Phil Swing’s Open House hosts Valley’s largest ‘First 5’ health fair


BRAWLEY — It was not a typical Open House night April 12 at Phil Swing Elementary as the school’s fourth annual Health Fair was set up to provide information for families coming onto campus to see their children’s classrooms.

The health fair is sponsored by First 5, Imperial Valley’s school readiness program, a Valley-wide organization for parents of children ages 0-5 — years considered the most crucial in the development of a child. The program provides access to services families might have a difficult time finding or hearing about.

According to Marcie Morlett, the school readiness program specialist, 29 agencies from around the Valley partner up with First 5 and are available at the health fairs. Those groups include the Burn Institute, Clinicas de Salud, University of California Cal Fresh, and the mobile library, L.A.M.B.S.  Each organization had a booth where they spoke to families about services the groups provide.

“It’s exciting for our parents to see all the resources available to them,” said Phil Swing Principal Liz Casey.

“When I was going to school, this was never part of our open house,” said Noemi Barron. “It’s good that they have it here.”

The Brawley Lions Club also offered free vision screening set up in the school’s computer lab, a service they have provided for a few years.  Clinicas de Salud provided glucose and blood pressure testing for families.

First 5 also sponsored a giveaway of ten free car seats for the first families who brought in their old seat to be checked. Due to a change in California’s car seat law in January, families have to rethink what they own for their youngest children.

“It’s been very successful,” said Dr. Gustavo Galindo, the special programs manager of Imperial Valley First 5. “We ask the school to open up to us and we do the rest. We try to make it fun for the school and fun for the parents.”

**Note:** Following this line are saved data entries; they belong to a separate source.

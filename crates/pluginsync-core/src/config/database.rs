//! Database configuration.

use serde::{Deserialize, Serialize};

/// Database connection pool configuration.
#[derive(Debug, Clone, Serialize, Deserialize)]
pub struct DatabaseConfig {
    /// PostgreSQL connection URL.
    #[serde(default)]
    pub url: String,
    /// Maximum number of connections in the pool.
    #[serde(default = "default_max_connections")]
    pub max_connections: u32,
    /// Minimum number of connections in the pool.
    #[serde(default = "default_min_connections")]
    pub min_connections: u32,
    /// Connection timeout in seconds.
    #[serde(default = "default_connect_timeout")]
    pub connect_timeout_seconds: u64,
    /// Idle connection timeout in seconds.
    #[serde(default = "default_idle_timeout")]
    pub idle_timeout_seconds: u64,
}

impl Default for DatabaseConfig {
    fn default() -> Self {
        Self {
            url: String::new(),
            max_connections: default_max_connections(),
            min_connections: default_min_connections(),
            connect_timeout_seconds: default_connect_timeout(),
            idle_timeout_seconds: default_idle_timeout(),
        }
    }
}

fn default_max_connections() -> u32 {
    20
}

fn default_min_connections() -> u32 {
    2
}

fn default_connect_timeout() -> u64 {
    10
}

fn default_idle_timeout() -> u64 {
    300
}
//! Document store backend configuration.

use serde::{Deserialize, Serialize};

/// Which document store backs organization and plugin records.
#[derive(Debug, Clone, Copy, PartialEq, Eq, Default, Serialize, Deserialize)]
#[serde(rename_all = "lowercase")]
pub enum StoreProvider {
    /// JSONB documents in PostgreSQL.
    #[default]
    Postgres,
    /// Process-local map; contents are lost on restart.
    Memory,
}

/// Document store configuration.
#[derive(Debug, Clone, Default, Serialize, Deserialize)]
pub struct StoreConfig {
    /// Backend provider.
    #[serde(default)]
    pub provider: StoreProvider,
}
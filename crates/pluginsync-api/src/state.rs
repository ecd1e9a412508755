//! Application state shared across all handlers and middleware.

use std::sync::Arc;

use chrono::{DateTime, Utc};

use pluginsync_core::config::AppConfig;
use pluginsync_core::traits::store::DocumentStore;
use pluginsync_database::repositories::PluginRepository;
use pluginsync_service::SyncOrchestrator;

/// Application state containing all shared dependencies.
///
/// Passed to every Axum handler via `State<AppState>`.
#[derive(Debug, Clone)]
pub struct AppState {
    /// Application configuration
    pub config: Arc<AppConfig>,
    /// Document store backing every repository
    pub store: Arc<dyn DocumentStore>,
    /// Plugin records, for queue inspection
    pub plugin_repo: Arc<PluginRepository>,
    /// Organization-to-plugin fan-out
    pub orchestrator: Arc<SyncOrchestrator>,
    /// Process start time
    pub started_at: DateTime<Utc>,
}
//! Organization to installed-plugin resolution.

use std::sync::Arc;

use tracing::debug;

use pluginsync_core::error::AppError;
use pluginsync_core::result::AppResult;
use pluginsync_core::types::id::OrganizationId;
use pluginsync_database::repositories::OrganizationRepository;

/// Looks up which plugins an organization has installed.
#[derive(Debug, Clone)]
pub struct PluginResolver {
    org_repo: Arc<OrganizationRepository>,
}

impl PluginResolver {
    /// Creates a new resolver.
    pub fn new(org_repo: Arc<OrganizationRepository>) -> Self {
        Self { org_repo }
    }

    /// Plugin ids installed in the organization, in stored order.
    pub async fn installed_plugins(&self, organization_id: &str) -> AppResult<Vec<String>> {
        let id = OrganizationId::parse(organization_id)?;

        let organization = self
            .org_repo
            .find_by_id(&id)
            .await?
            .ok_or_else(|| AppError::not_found(format!("organization {id} does not exist")))?;

        let plugins = organization.plugin_ids();
        debug!(organization_id = %id, count = plugins.len(), "Resolved installed plugins");
        Ok(plugins)
    }
}
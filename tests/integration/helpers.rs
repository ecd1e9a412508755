//! Shared test helpers for integration tests.

#![allow(dead_code)]

use std::sync::{Arc, Mutex};
use std::time::Duration;

use axum::Router;
use axum::body::{Body, Bytes};
use axum::extract::State;
use axum::http::{Method, Request, StatusCode, Uri};
use axum::routing::post;
use serde_json::{Value, json};
use tower::ServiceExt;

use pluginsync_core::config::AppConfig;
use pluginsync_core::types::id::{OrganizationId, PluginId};
use pluginsync_database::MemoryDocumentStore;
use pluginsync_entity::organization::ORGANIZATION_COLLECTION;
use pluginsync_entity::plugin::{PLUGIN_COLLECTION, Plugin};

/// Test application over an in-memory store.
pub struct TestApp {
    /// The Axum router for making test requests
    pub router: Router,
    /// Store shared with the router, for seeding and inspection
    pub store: MemoryDocumentStore,
    /// Application config
    pub config: AppConfig,
}

impl TestApp {
    /// Create a new test application with default settings.
    pub fn new() -> Self {
        Self::with_config(AppConfig::default())
    }

    /// Create a test application with the given configuration.
    pub fn with_config(config: AppConfig) -> Self {
        let store = MemoryDocumentStore::new();
        let state = pluginsync_api::build_state(config.clone(), Arc::new(store.clone()))
            .expect("Failed to build state");

        Self {
            router: pluginsync_api::build_app(state),
            store,
            config,
        }
    }

    /// Seed a plugin record.
    pub fn add_plugin(&self, url: &str, seq: i64) -> PluginId {
        let id = PluginId::new();
        self.store
            .insert(
                PLUGIN_COLLECTION,
                json!({ "id": id.to_string(), "sync_request_url": url, "queue": [], "queuepid": seq }),
            )
            .expect("Failed to seed plugin");
        id
    }

    /// Seed an organization with the given plugins installed.
    pub fn add_organization(&self, plugins: &[PluginId]) -> OrganizationId {
        let id = OrganizationId::new();
        let installed: Vec<Value> = plugins
            .iter()
            .map(|p| json!({ "plugin_id": p.to_string() }))
            .collect();
        self.store
            .insert(
                ORGANIZATION_COLLECTION,
                json!({ "id": id.to_string(), "name": "Acme", "plugins": installed }),
            )
            .expect("Failed to seed organization");
        id
    }

    /// Read back a plugin record.
    pub fn plugin(&self, id: PluginId) -> Plugin {
        let doc = self
            .store
            .get(PLUGIN_COLLECTION, id.as_uuid())
            .expect("plugin not stored");
        Plugin::from_document(doc).expect("plugin does not decode")
    }

    /// Send a request through the router and decode the JSON response.
    pub async fn request(&self, method: Method, uri: &str, body: Option<Value>) -> (StatusCode, Value) {
        let mut builder = Request::builder().method(method).uri(uri);
        let body = match body {
            Some(v) => {
                builder = builder.header("content-type", "application/json");
                Body::from(v.to_string())
            }
            None => Body::empty(),
        };

        let response = self
            .router
            .clone()
            .oneshot(builder.body(body).expect("request"))
            .await
            .expect("router call");

        let status = response.status();
        let bytes = axum::body::to_bytes(response.into_body(), usize::MAX)
            .await
            .expect("body");
        let json = if bytes.is_empty() {
            Value::Null
        } else {
            serde_json::from_slice(&bytes).unwrap_or(Value::Null)
        };
        (status, json)
    }

    /// Trigger a sync for an organization.
    pub async fn sync(&self, organization_id: &str, event: &str, message: Value) -> (StatusCode, Value) {
        self.request(
            Method::POST,
            &format!("/api/organizations/{organization_id}/sync"),
            Some(json!({ "event": event, "message": message })),
        )
        .await
    }
}

/// One request received by a [`PingReceiver`].
#[derive(Debug, Clone)]
pub struct ReceivedPing {
    pub path: String,
    pub body_len: usize,
}

/// Local HTTP endpoint standing in for plugin callback URLs.
///
/// Paths containing `fail` answer 500, paths containing `slow` answer after
/// two seconds, anything else answers 200.
pub struct PingReceiver {
    base: String,
    received: Arc<Mutex<Vec<ReceivedPing>>>,
}

impl PingReceiver {
    /// Bind to an ephemeral local port and start serving.
    pub async fn start() -> Self {
        let received = Arc::new(Mutex::new(Vec::new()));
        let app = Router::new()
            .route("/{*path}", post(record))
            .with_state(Arc::clone(&received));

        let listener = tokio::net::TcpListener::bind("127.0.0.1:0")
            .await
            .expect("bind receiver");
        let addr = listener.local_addr().expect("receiver addr");
        tokio::spawn(async move {
            axum::serve(listener, app).await.expect("receiver serve");
        });

        Self {
            base: format!("http://{addr}"),
            received,
        }
    }

    /// Callback URL for `path` on this receiver.
    pub fn url(&self, path: &str) -> String {
        format!("{}/{}", self.base, path.trim_start_matches('/'))
    }

    /// Requests received so far.
    pub fn received(&self) -> Vec<ReceivedPing> {
        self.received.lock().expect("receiver lock").clone()
    }

    /// Sorted request paths received so far.
    pub fn paths(&self) -> Vec<String> {
        let mut paths: Vec<String> = self.received().into_iter().map(|p| p.path).collect();
        paths.sort();
        paths
    }
}

async fn record(
    State(received): State<Arc<Mutex<Vec<ReceivedPing>>>>,
    uri: Uri,
    body: Bytes,
) -> StatusCode {
    let path = uri.path().to_string();
    received.lock().expect("receiver lock").push(ReceivedPing {
        path: path.clone(),
        body_len: body.len(),
    });

    if path.contains("slow") {
        tokio::time::sleep(Duration::from_secs(2)).await;
    }
    if path.contains("fail") {
        StatusCode::INTERNAL_SERVER_ERROR
    } else {
        StatusCode::OK
    }
}

/// A local URL with nothing listening on it.
pub async fn closed_port_url() -> String {
    let listener = tokio::net::TcpListener::bind("127.0.0.1:0")
        .await
        .expect("bind");
    let addr = listener.local_addr().expect("addr");
    drop(listener);
    format!("http://{addr}/sync")
}
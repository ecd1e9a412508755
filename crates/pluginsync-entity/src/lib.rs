//! # pluginsync-entity
//!
//! Document models for PluginSync. Every struct in this crate is the
//! decoded shape of a record in the document store. All entities derive
//! `Debug`, `Clone`, `Serialize`, and `Deserialize`.

pub mod organization;
pub mod plugin;

pub use organization::{InstalledPlugin, Organization};
pub use plugin::{Plugin, QueuedMessage};
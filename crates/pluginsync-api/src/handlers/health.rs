//! Health check handlers.

use axum::Json;
use axum::extract::State;
use chrono::Utc;

use crate::dto::response::{ApiResponse, DetailedHealthResponse, HealthResponse};
use crate::state::AppState;

/// GET /api/health
pub async fn health(State(state): State<AppState>) -> Json<ApiResponse<HealthResponse>> {
    Json(ApiResponse::ok(HealthResponse {
        status: "ok".to_string(),
        version: env!("CARGO_PKG_VERSION").to_string(),
        uptime_seconds: (Utc::now() - state.started_at).num_seconds(),
    }))
}

/// GET /api/health/detailed
pub async fn health_detailed(
    State(state): State<AppState>,
) -> Json<ApiResponse<DetailedHealthResponse>> {
    let healthy = match state.store.health_check().await {
        Ok(ok) => ok,
        Err(e) => {
            tracing::warn!(error = %e, "Store health check failed");
            false
        }
    };

    Json(ApiResponse::ok(DetailedHealthResponse {
        status: if healthy { "ok" } else { "degraded" }.to_string(),
        store_provider: state.store.provider_type().to_string(),
        store: if healthy { "connected" } else { "unavailable" }.to_string(),
    }))
}
//! # pluginsync-service
//!
//! Synchronization of domain events from an organization to its installed
//! plugins. An event is appended to every plugin's queue, then every
//! plugin's callback URL is pinged so it can pull the new message.
//!
//! Services follow constructor injection. All dependencies are provided
//! at construction time via `Arc` references.

pub mod sync;
pub mod transport;

pub use sync::{
    FanOutReport, PingDispatcher, PluginResolver, QueueAppender, SyncOrchestrator, SyncSummary,
};
pub use transport::{HttpPingTransport, PingTransport};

In 1998, Proposition 10 was passed and imposed additional tax on cigarettes of 50 cents per pack, as well as additional taxes on other tobacco products. With the revenue from those taxes, the state government created state and county commissions to establish early childhood development and smoking prevention programs. These are known as First 5 agencies.

On average, $2 million is generated and dispersed in the Valley through the First 5 program, which then distributes the funds to the rest of the organizations providing services for children and families.

First 5 Imperial also hosts health fairs at nine other schools in around Imperial Valley, but to date, Phil Swing School’s health fair is the largest one.